- Developer: ByteDance
- Release: July 2023; 3 years ago
- Operating system: Android, iOS
- Predecessor: Resso
- Available in: 4 languages
- List of languagesEnglish, Indonesian, Portuguese, Spanish
- Type: Music streaming
- License: Proprietary software with Terms of Use
- Website: music.tiktok.com

= TikTok Music =

Music streaming service owned by ByteDance

TikTok Music was a music streaming app owned by ByteDance that was launched in July 2023. The service allowed users to listen to, download, and share songs. It was shut down on November 28, 2024.

== History ==
TikTok had revealed that it was working on a music app in the summer of 2022. At the time, Bytedance already had a music streaming service, Resso, running in India, Brazil, and Indonesia since 2020.

TikTok Music was first launched in Brazil and Indonesia in July 2023, replacing Resso (the app was banned in India). TikTok Music featured songs from major record companies like Universal Music Group, Warner Music Group and Sony Music Group.
On July 19, 2023, TikTok Music launched in Australia, Mexico, and Singapore, inviting users to participate in the TikTok Music closed beta test.

On October 19, 2023, TikTok Music became available to the public in Australia, Singapore, and Mexico. The app's launch featured the recorded music repertoire of Sony Music Group and Warner Music Group.

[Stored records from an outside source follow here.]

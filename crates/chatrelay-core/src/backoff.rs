use std::time::{Duration, Instant};

/// Hard ceiling on the backoff delay regardless of configuration.
pub const MAX_RECONNECT_INTERVAL: Duration = Duration::from_secs(5 * 60);

/// Bounds for a reconnect episode.
#[derive(Debug, Clone, Copy)]
pub struct ReconnectPolicy {
    initial_interval: Duration,
    /// Attempt budget per episode. Zero means unbounded.
    max_attempts: u32,
    /// Wall-clock budget per episode. Zero means unbounded.
    max_elapsed: Duration,
}

impl ReconnectPolicy {
    pub fn new(initial_interval: Duration, max_attempts: u32, max_elapsed: Duration) -> Self {
        Self {
            initial_interval,
            max_attempts,
            max_elapsed,
        }
    }

    pub fn initial_interval(&self) -> Duration {
        self.initial_interval
    }

    /// Advance the episode by one attempt and return the delay before it.
    ///
    /// Returns `None` when either budget is exhausted: the episode stays
    /// open but inert until a successful connection discards it. The first
    /// attempt waits the initial interval; every later attempt doubles the
    /// delay, capped at [`MAX_RECONNECT_INTERVAL`].
    pub fn next_delay(&self, episode: &mut ReconnectEpisode, now: Instant) -> Option<Duration> {
        if self.max_attempts > 0 && episode.attempts >= self.max_attempts {
            return None;
        }
        if !self.max_elapsed.is_zero() && now.duration_since(episode.started_at) > self.max_elapsed
        {
            return None;
        }

        episode.attempts += 1;
        if episode.attempts > 1 {
            episode.current_interval =
                (episode.current_interval * 2).min(MAX_RECONNECT_INTERVAL);
        }
        Some(episode.current_interval)
    }
}

impl Default for ReconnectPolicy {
    fn default() -> Self {
        Self::new(Duration::from_secs(2), 0, Duration::ZERO)
    }
}

/// Transient bookkeeping for one contiguous run of reconnect attempts.
///
/// Created on the first disconnect after a successful connection and
/// discarded on the next successful connection.
#[derive(Debug, Clone, Copy)]
pub struct ReconnectEpisode {
    attempts: u32,
    current_interval: Duration,
    started_at: Instant,
}

impl ReconnectEpisode {
    pub fn open(policy: &ReconnectPolicy, now: Instant) -> Self {
        Self {
            attempts: 0,
            current_interval: policy.initial_interval(),
            started_at: now,
        }
    }

    /// Attempts made since the episode opened.
    pub fn attempts(&self) -> u32 {
        self.attempts
    }

    /// Timestamp of the first failure in this episode.
    pub fn started_at(&self) -> Instant {
        self.started_at
    }
}

#[cfg(test)]
mod tests {
    use super::*;

    #[test]
    fn doubles_delay_after_first_attempt() {
        let policy = ReconnectPolicy::new(Duration::from_secs(2), 0, Duration::ZERO);
        let now = Instant::now();
        let mut episode = ReconnectEpisode::open(&policy, now);

        assert_eq!(policy.next_delay(&mut episode, now), Some(Duration::from_secs(2)));
        assert_eq!(policy.next_delay(&mut episode, now), Some(Duration::from_secs(4)));
        assert_eq!(policy.next_delay(&mut episode, now), Some(Duration::from_secs(8)));
        assert_eq!(policy.next_delay(&mut episode, now), Some(Duration::from_secs(16)));
    }

    #[test]
    fn caps_delay_at_five_minutes() {
        let policy = ReconnectPolicy::new(Duration::from_secs(200), 0, Duration::ZERO);
        let now = Instant::now();
        let mut episode = ReconnectEpisode::open(&policy, now);

        policy.next_delay(&mut episode, now);
        assert_eq!(policy.next_delay(&mut episode, now), Some(MAX_RECONNECT_INTERVAL));
        assert_eq!(policy.next_delay(&mut episode, now), Some(MAX_RECONNECT_INTERVAL));
    }

    #[test]
    fn stops_after_attempt_budget() {
        let policy = ReconnectPolicy::new(Duration::from_secs(2), 3, Duration::ZERO);
        let now = Instant::now();
        let mut episode = ReconnectEpisode::open(&policy, now);

        assert!(policy.next_delay(&mut episode, now).is_some());
        assert!(policy.next_delay(&mut episode, now).is_some());
        assert!(policy.next_delay(&mut episode, now).is_some());
        assert_eq!(policy.next_delay(&mut episode, now), None);
        assert_eq!(episode.attempts(), 3);
    }

    #[test]
    fn stops_after_wall_clock_budget() {
        let policy =
            ReconnectPolicy::new(Duration::from_secs(2), 0, Duration::from_secs(60));
        let start = Instant::now();
        let mut episode = ReconnectEpisode::open(&policy, start);

        assert!(policy
            .next_delay(&mut episode, start + Duration::from_secs(59))
            .is_some());
        assert_eq!(
            policy.next_delay(&mut episode, start + Duration::from_secs(61)),
            None
        );
    }

    #[test]
    fn fresh_episode_restarts_at_initial_interval() {
        let policy = ReconnectPolicy::new(Duration::from_secs(2), 0, Duration::ZERO);
        let now = Instant::now();
        let mut episode = ReconnectEpisode::open(&policy, now);
        policy.next_delay(&mut episode, now);
        policy.next_delay(&mut episode, now);

        // A successful connection discards the episode; the next failure
        // opens a fresh one.
        let mut fresh = ReconnectEpisode::open(&policy, now);
        assert_eq!(policy.next_delay(&mut fresh, now), Some(Duration::from_secs(2)));
    }
}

In February 2024, TikTok Music was forced by Universal Music Group (UMG) to pull from its offerings all recordings by the artists and songwriters signed up by Universal. UMG was looking for new contract terms reflecting the quadrupled advertising revenue of TikTok since the last agreement had been signed. By May 2024, a new contract between UMG and TikTok was in place.